§ **Stored data entries**
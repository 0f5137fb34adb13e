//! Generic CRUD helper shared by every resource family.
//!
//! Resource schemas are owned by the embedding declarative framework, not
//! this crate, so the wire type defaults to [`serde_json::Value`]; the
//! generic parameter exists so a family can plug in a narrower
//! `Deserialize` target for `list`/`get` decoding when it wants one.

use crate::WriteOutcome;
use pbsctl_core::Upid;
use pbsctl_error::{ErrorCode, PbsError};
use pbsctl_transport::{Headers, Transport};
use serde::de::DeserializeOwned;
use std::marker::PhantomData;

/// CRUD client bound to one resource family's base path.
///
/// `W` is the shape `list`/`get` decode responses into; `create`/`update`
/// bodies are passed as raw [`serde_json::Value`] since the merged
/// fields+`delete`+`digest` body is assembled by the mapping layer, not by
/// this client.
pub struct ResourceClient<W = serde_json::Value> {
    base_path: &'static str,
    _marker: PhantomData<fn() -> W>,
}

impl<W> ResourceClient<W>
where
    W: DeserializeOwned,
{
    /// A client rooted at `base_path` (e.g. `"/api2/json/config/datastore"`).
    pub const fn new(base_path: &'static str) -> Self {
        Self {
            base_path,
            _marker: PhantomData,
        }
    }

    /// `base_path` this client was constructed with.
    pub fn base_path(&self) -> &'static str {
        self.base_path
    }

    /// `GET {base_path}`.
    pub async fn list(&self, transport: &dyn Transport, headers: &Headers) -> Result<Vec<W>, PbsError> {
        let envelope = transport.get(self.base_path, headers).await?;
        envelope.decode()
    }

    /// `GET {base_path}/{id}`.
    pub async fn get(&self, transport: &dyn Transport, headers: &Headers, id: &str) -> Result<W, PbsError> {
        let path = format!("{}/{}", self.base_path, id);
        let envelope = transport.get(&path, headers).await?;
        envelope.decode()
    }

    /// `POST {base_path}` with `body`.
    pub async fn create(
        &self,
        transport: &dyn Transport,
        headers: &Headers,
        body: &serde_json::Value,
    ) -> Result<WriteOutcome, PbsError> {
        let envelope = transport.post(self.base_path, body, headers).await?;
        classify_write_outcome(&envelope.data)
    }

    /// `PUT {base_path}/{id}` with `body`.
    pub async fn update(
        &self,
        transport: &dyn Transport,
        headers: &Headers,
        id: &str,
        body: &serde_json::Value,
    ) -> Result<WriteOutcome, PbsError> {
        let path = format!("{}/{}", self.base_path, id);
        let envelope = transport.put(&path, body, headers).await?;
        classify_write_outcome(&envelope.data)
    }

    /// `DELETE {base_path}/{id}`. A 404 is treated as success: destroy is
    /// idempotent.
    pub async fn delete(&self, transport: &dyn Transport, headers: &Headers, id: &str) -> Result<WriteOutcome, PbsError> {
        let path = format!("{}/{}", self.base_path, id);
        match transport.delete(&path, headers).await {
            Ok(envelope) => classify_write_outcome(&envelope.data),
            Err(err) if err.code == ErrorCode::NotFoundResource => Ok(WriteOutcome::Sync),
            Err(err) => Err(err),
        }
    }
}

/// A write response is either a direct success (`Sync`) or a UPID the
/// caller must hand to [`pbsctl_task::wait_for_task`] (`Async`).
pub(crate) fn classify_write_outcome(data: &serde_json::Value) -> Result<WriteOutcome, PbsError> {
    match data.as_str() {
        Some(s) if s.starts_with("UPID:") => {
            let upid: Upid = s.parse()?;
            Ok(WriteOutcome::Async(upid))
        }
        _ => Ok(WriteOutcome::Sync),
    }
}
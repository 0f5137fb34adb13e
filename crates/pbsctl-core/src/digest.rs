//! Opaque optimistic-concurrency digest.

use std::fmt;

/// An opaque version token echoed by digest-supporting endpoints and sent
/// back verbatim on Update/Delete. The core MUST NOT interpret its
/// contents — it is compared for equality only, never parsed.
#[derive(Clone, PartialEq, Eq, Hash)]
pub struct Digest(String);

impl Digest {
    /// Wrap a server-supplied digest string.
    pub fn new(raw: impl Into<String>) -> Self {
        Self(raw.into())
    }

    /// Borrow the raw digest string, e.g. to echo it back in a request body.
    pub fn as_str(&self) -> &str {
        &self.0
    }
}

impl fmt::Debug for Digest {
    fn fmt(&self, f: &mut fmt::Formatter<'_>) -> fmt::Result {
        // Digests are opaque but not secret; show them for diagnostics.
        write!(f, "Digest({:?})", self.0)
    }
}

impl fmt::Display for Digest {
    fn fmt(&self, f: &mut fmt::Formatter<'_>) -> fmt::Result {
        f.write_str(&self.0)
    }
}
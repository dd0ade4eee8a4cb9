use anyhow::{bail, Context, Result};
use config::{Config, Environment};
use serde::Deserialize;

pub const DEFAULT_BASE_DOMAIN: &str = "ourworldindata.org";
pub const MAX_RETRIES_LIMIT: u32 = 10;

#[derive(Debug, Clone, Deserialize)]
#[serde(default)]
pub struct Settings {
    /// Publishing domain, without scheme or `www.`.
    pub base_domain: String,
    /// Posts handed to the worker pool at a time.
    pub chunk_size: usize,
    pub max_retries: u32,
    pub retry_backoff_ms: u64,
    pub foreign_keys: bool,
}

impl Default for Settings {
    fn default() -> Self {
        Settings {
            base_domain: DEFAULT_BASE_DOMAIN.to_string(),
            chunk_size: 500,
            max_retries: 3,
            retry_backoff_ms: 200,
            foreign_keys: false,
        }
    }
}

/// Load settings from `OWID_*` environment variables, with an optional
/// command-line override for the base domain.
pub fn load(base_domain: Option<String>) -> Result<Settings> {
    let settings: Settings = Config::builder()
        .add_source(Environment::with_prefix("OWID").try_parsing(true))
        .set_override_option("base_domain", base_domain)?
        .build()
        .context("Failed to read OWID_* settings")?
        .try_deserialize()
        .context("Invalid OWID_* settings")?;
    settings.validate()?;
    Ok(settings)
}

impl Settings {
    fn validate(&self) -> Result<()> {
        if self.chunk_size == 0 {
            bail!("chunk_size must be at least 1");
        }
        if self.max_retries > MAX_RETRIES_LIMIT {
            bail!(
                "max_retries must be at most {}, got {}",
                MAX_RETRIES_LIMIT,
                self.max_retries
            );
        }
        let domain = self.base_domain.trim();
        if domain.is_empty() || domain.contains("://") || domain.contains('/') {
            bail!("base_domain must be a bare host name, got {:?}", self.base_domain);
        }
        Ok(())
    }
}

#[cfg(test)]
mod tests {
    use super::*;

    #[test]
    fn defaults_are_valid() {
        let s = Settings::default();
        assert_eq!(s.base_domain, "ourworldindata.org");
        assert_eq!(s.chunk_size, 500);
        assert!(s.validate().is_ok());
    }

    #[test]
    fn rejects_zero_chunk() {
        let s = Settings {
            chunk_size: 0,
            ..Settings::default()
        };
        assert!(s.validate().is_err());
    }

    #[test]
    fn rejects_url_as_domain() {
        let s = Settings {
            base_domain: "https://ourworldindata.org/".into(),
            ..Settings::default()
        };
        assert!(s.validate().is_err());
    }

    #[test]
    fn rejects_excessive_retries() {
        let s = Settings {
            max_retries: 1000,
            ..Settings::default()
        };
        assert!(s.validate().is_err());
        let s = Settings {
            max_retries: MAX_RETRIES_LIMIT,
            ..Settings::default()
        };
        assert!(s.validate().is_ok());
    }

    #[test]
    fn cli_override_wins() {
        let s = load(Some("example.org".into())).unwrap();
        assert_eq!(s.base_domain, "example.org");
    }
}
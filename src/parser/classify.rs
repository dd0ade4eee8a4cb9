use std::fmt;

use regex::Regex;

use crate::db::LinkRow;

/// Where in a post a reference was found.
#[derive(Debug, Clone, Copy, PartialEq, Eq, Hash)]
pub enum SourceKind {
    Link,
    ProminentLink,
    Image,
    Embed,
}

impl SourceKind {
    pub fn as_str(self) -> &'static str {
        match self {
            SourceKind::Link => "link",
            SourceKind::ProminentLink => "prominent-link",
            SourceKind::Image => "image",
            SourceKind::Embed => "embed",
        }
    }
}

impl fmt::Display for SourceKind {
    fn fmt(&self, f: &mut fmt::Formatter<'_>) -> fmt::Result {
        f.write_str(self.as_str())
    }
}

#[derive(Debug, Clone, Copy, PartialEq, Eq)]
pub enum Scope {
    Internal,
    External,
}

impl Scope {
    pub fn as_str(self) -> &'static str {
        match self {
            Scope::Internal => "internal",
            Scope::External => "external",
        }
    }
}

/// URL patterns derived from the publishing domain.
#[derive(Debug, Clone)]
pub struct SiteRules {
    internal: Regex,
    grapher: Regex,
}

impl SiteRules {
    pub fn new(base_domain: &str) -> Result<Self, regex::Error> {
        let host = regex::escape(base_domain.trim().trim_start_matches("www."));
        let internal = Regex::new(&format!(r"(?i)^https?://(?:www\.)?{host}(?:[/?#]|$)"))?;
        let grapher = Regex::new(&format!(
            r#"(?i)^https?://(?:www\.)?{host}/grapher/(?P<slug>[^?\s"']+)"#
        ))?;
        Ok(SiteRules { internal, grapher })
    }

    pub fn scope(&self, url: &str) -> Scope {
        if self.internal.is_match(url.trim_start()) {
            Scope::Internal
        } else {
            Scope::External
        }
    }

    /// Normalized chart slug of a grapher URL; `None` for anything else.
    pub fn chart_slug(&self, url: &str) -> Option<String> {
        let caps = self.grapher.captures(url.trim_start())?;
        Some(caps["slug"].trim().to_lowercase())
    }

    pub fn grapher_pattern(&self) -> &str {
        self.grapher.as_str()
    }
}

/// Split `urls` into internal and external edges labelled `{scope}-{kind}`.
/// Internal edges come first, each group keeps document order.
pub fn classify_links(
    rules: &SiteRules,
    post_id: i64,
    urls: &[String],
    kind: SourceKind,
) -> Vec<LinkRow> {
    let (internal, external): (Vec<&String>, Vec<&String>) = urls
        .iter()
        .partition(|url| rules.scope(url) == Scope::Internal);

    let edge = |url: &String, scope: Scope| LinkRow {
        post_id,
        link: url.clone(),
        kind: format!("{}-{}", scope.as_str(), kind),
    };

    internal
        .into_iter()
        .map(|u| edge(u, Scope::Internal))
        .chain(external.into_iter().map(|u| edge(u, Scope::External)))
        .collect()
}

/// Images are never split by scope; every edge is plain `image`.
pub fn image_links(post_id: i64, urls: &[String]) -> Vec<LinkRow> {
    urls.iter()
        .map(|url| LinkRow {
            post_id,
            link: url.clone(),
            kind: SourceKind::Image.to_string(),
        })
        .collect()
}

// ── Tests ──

§ **Try it**
Above are some lines. Repeat exactly, and only, those from the line that has "let settings: Settings" through the line that has "use crate::db::LinkRow;".

§ **Task output**
    let settings: Settings = Config::builder()
        .add_source(Environment::with_prefix("OWID").try_parsing(true))
        .set_override_option("base_domain", base_domain)?
        .build()
        .context("Failed to read OWID_* settings")?
        .try_deserialize()
        .context("Invalid OWID_* settings")?;
    settings.validate()?;
    Ok(settings)
}

impl Settings {
    fn validate(&self) -> Result<()> {
        if self.chunk_size == 0 {
            bail!("chunk_size must be at least 1");
        }
        if self.max_retries > MAX_RETRIES_LIMIT {
            bail!(
                "max_retries must be at most {}, got {}",
                MAX_RETRIES_LIMIT,
                self.max_retries
            );
        }
        let domain = self.base_domain.trim();
        if domain.is_empty() || domain.contains("://") || domain.contains('/') {
            bail!("base_domain must be a bare host name, got {:?}", self.base_domain);
        }
        Ok(())
    }
}

#[cfg(test)]
mod tests {
    use super::*;

    #[test]
    fn defaults_are_valid() {
        let s = Settings::default();
        assert_eq!(s.base_domain, "ourworldindata.org");
        assert_eq!(s.chunk_size, 500);
        assert!(s.validate().is_ok());
    }

    #[test]
    fn rejects_zero_chunk() {
        let s = Settings {
            chunk_size: 0,
            ..Settings::default()
        };
        assert!(s.validate().is_err());
    }

    #[test]
    fn rejects_url_as_domain() {
        let s = Settings {
            base_domain: "https://ourworldindata.org/".into(),
            ..Settings::default()
        };
        assert!(s.validate().is_err());
    }

    #[test]
    fn rejects_excessive_retries() {
        let s = Settings {
            max_retries: 1000,
            ..Settings::default()
        };
        assert!(s.validate().is_err());
        let s = Settings {
            max_retries: MAX_RETRIES_LIMIT,
            ..Settings::default()
        };
        assert!(s.validate().is_ok());
    }

    #[test]
    fn cli_override_wins() {
        let s = load(Some("example.org".into())).unwrap();
        assert_eq!(s.base_domain, "example.org");
    }
}
filename src/parser/classify.rs
repository dd0ade4eee8a4cb9
use std::fmt;

use regex::Regex;

use crate::db::LinkRow;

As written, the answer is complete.